Gasping, I jerked my hands away. I’d seen a lot of Moroi magic, but never anything like that.
“What . . . what did you do?”
She gave me that weird smile again. “Go back to your dorm, Rose. There are bad things out here. You never know what’s following you.”
I was still staring at my hands. “But . . .”
I looked back up at her and for the first time noticed scars on the sides of her forehead. Like nails had dug into them. She winked. “I won’t tell on you if you don’t tell on me.”
I jumped back to the present, unsettled by the memory of that bizarre night. Jesse, in the meantime, was telling me about a party.
“You’ve got to slip your leash tonight. We’re going up to that spot in the woods around eight thirty. Mark got some weed.”

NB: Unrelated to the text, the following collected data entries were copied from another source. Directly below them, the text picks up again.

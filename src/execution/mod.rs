//! Order execution collaborator
//!
//! The engine emits `{action, quantity, reference_price}` and gets back an
//! acknowledgement. An acknowledgement without an order id is a failed fill.

use async_trait::async_trait;
use serde::{Deserialize, Serialize};
use std::collections::HashMap;
use std::sync::atomic::{AtomicU64, Ordering};
use std::sync::RwLock;
use tracing::{info, warn};
use uuid::Uuid;

use crate::config::PaperConfig;
use crate::error::{EngineError, EngineResult};
use crate::types::{AccountBalances, AccountId, TradeAction};

/// Order sent to the executor
#[derive(Debug, Clone, PartialEq, Serialize, Deserialize)]
pub struct OrderRequest {
    pub account_id: AccountId,
    pub action: TradeAction,
    /// Asset units
    pub quantity: f64,
    /// Price the engine sized the order at
    pub reference_price: f64,
}

impl OrderRequest {
    pub fn notional(&self) -> f64 {
        self.quantity * self.reference_price
    }
}

/// Executor acknowledgement
#[derive(Debug, Clone, PartialEq, Serialize, Deserialize)]
pub struct OrderAck {
    /// `None` means the order was not filled
    pub order_id: Option<String>,
    pub message: String,
}

impl OrderAck {
    pub fn filled(order_id: impl Into<String>, message: impl Into<String>) -> Self {
        Self {
            order_id: Some(order_id.into()),
            message: message.into(),
        }
    }

    pub fn rejected(message: impl Into<String>) -> Self {
        Self {
            order_id: None,
            message: message.into(),
        }
    }

    pub fn is_filled(&self) -> bool {
        self.order_id.is_some()
    }
}

/// Places orders and reports balances
#[cfg_attr(test, mockall::automock)]
#[async_trait]
pub trait OrderExecutor: Send + Sync {
    /// Executor name for logging
    fn name(&self) -> &'static str;

    async fn execute(&self, order: &OrderRequest) -> EngineResult<OrderAck>;

    async fn balances(&self, account: &AccountId) -> EngineResult<AccountBalances>;
}

// ─────────────────────────────────────────────────────────────────────────────
// Paper executor
// ─────────────────────────────────────────────────────────────────────────────

/// Simulated executor: fills at the reference price and charges the fee on
/// every leg. Accounts start from the configured balances on first use.
pub struct PaperExecutor {
    accounts: RwLock<HashMap<AccountId, AccountBalances>>,
    initial: AccountBalances,
    fee_rate: f64,
    /// Every n-th order is left unfilled (0 = never)
    fill_failure_every: u64,
    orders_seen: AtomicU64,
}

impl PaperExecutor {
    pub fn new(initial: AccountBalances, fee_rate: f64) -> Self {
        Self {
            accounts: RwLock::new(HashMap::new()),
            initial,
            fee_rate,
            fill_failure_every: 0,
            orders_seen: AtomicU64::new(0),
        }
    }

    pub fn from_config(config: &PaperConfig, fee_rate: f64) -> Self {
        Self::new(
            AccountBalances {
                cash: config.initial_cash,
                asset: config.initial_asset,
            },
            fee_rate,
        )
        .with_fill_failure_every(config.fill_failure_every)
    }

    pub fn with_fill_failure_every(mut self, every: u64) -> Self {
        self.fill_failure_every = every;
        self
    }

    /// Seed or overwrite one account's balances
    pub fn set_balances(&self, account: &AccountId, balances: AccountBalances) {
        if let Ok(mut accounts) = self.accounts.write() {
            accounts.insert(account.clone(), balances);
        }
    }

    fn current(&self, account: &AccountId) -> AccountBalances {
        self.accounts
            .read()
            .ok()
            .and_then(|a| a.get(account).copied())
            .unwrap_or(self.initial)
    }
}

#[async_trait]
impl OrderExecutor for PaperExecutor {
    fn name(&self) -> &'static str {
        "paper"
    }

    async fn execute(&self, order: &OrderRequest) -> EngineResult<OrderAck> {
        if !(order.quantity.is_finite() && order.quantity > 0.0) {
            return Err(EngineError::Validation(format!(
                "invalid order quantity {}",
                order.quantity
            )));
        }
        if !(order.reference_price.is_finite() && order.reference_price > 0.0) {
            return Err(EngineError::Validation(format!(
                "invalid reference price {}",
                order.reference_price
            )));
        }

        let seen = self.orders_seen.fetch_add(1, Ordering::SeqCst) + 1;
        if self.fill_failure_every > 0 && seen % self.fill_failure_every == 0 {
            warn!(account = %order.account_id, order = seen, "[PAPER] Simulated fill failure");
            return Ok(OrderAck::rejected("simulated fill failure"));
        }

        let mut accounts = self.accounts.write().map_err(|_| {
            EngineError::InvariantViolation("paper balances lock poisoned".to_string())
        })?;
        let balances = accounts
            .entry(order.account_id.clone())
            .or_insert(self.initial);

        let notional = order.notional();
        let fee = notional * self.fee_rate;

        match order.action {
            TradeAction::Buy => {
                if balances.cash < notional + fee {
                    warn!(
                        account = %order.account_id,
                        cash = balances.cash,
                        needed = notional + fee,
                        "[PAPER] Insufficient cash"
                    );
                    return Ok(OrderAck::rejected("insufficient cash"));
                }
                balances.cash -= notional + fee;
                balances.asset += order.quantity;
            }
            TradeAction::Sell => {
                if balances.asset + f64::EPSILON < order.quantity {
                    warn!(
                        account = %order.account_id,
                        asset = balances.asset,
                        needed = order.quantity,
                        "[PAPER] Insufficient asset"
                    );
                    return Ok(OrderAck::rejected("insufficient asset"));
                }
                balances.asset = (balances.asset - order.quantity).max(0.0);
                balances.cash += notional - fee;
            }
        }

        let order_id = format!("paper-{}", Uuid::new_v4());
        info!(
            account = %order.account_id,
            action = %order.action,
            quantity = order.quantity,
            price = order.reference_price,
            fee,
            cash = balances.cash,
            asset = balances.asset,
            "📝 [PAPER] Filled"
        );

        Ok(OrderAck::filled(
            order_id,
            format!("{} {:.8} @ {:.4}", order.action, order.quantity, order.reference_price),
        ))
    }

    async fn balances(&self, account: &AccountId) -> EngineResult<AccountBalances> {
        Ok(self.current(account))
    }
}

#[cfg(test)]
mod tests {
    use super::*;

    fn order(action: TradeAction, quantity: f64, price: f64) -> OrderRequest {
        OrderRequest {
            account_id: AccountId::new("paper-1"),
            action,
            quantity,
            reference_price: price,
        }
    }

    #[tokio::test]
    async fn buy_then_sell_charges_fee_on_both_legs() {
        let exec = PaperExecutor::new(AccountBalances { cash: 1000.0, asset: 0.0 }, 0.01);

        let ack = exec.execute(&order(TradeAction::Buy, 1.0, 100.0)).await.unwrap();
        assert!(ack.is_filled());
        let b = exec.balances(&AccountId::new("paper-1")).await.unwrap();
        assert!((b.cash - 899.0).abs() < 1e-9);
        assert_eq!(b.asset, 1.0);

        exec.execute(&order(TradeAction::Sell, 1.0, 110.0)).await.unwrap();
        let b = exec.balances(&AccountId::new("paper-1")).await.unwrap();
        assert!((b.cash - 1007.9).abs() < 1e-9);
        assert_eq!(b.asset, 0.0);
    }

    #[tokio::test]
    async fn insufficient_funds_leave_balances_untouched() {
        let exec = PaperExecutor::new(AccountBalances { cash: 50.0, asset: 0.0 }, 0.01);

        let ack = exec.execute(&order(TradeAction::Buy, 1.0, 100.0)).await.unwrap();
        assert!(!ack.is_filled());
        let ack = exec.execute(&order(TradeAction::Sell, 1.0, 100.0)).await.unwrap();
        assert!(!ack.is_filled());

        let b = exec.balances(&AccountId::new("paper-1")).await.unwrap();
        assert_eq!(b, AccountBalances { cash: 50.0, asset: 0.0 });
    }

    #[tokio::test]
    async fn failure_injection_hits_every_nth_order() {
        let exec = PaperExecutor::new(AccountBalances { cash: 1000.0, asset: 0.0 }, 0.0)
            .with_fill_failure_every(2);

        assert!(exec.execute(&order(TradeAction::Buy, 0.1, 100.0)).await.unwrap().is_filled());
        assert!(!exec.execute(&order(TradeAction::Buy, 0.1, 100.0)).await.unwrap().is_filled());
        assert!(exec.execute(&order(TradeAction::Buy, 0.1, 100.0)).await.unwrap().is_filled());
    }

    #[tokio::test]
    async fn invalid_orders_are_validation_errors() {
        let exec = PaperExecutor::new(AccountBalances::default(), 0.01);
        let err = exec.execute(&order(TradeAction::Buy, 0.0, 100.0)).await.unwrap_err();
        assert!(matches!(err, EngineError::Validation(_)));
        let err = exec.execute(&order(TradeAction::Buy, 1.0, f64::NAN)).await.unwrap_err();
        assert!(matches!(err, EngineError::Validation(_)));
    }
}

I sighed wistfully, regret replacing the chill I’d felt over the memory of Ms. Karp. “Can’t slip that leash. I’m with my Russian jailer.”
He let go of my arm, looking disappointed, and ran a hand through his bronze-colored hair. Yeah. Not being able to hang out with him was a damned shame. I really would have to fix that someday. “Can’t you ever get off for good behavior?” he joked.
I gave him what I hoped was a seductive smile as I found my seat. “Sure,” I called over my shoulder. “If I was ever good.”
SIX
A
S MUCH AS LISSA AND Christian’s meeting bothered me, it gave me an idea the next day.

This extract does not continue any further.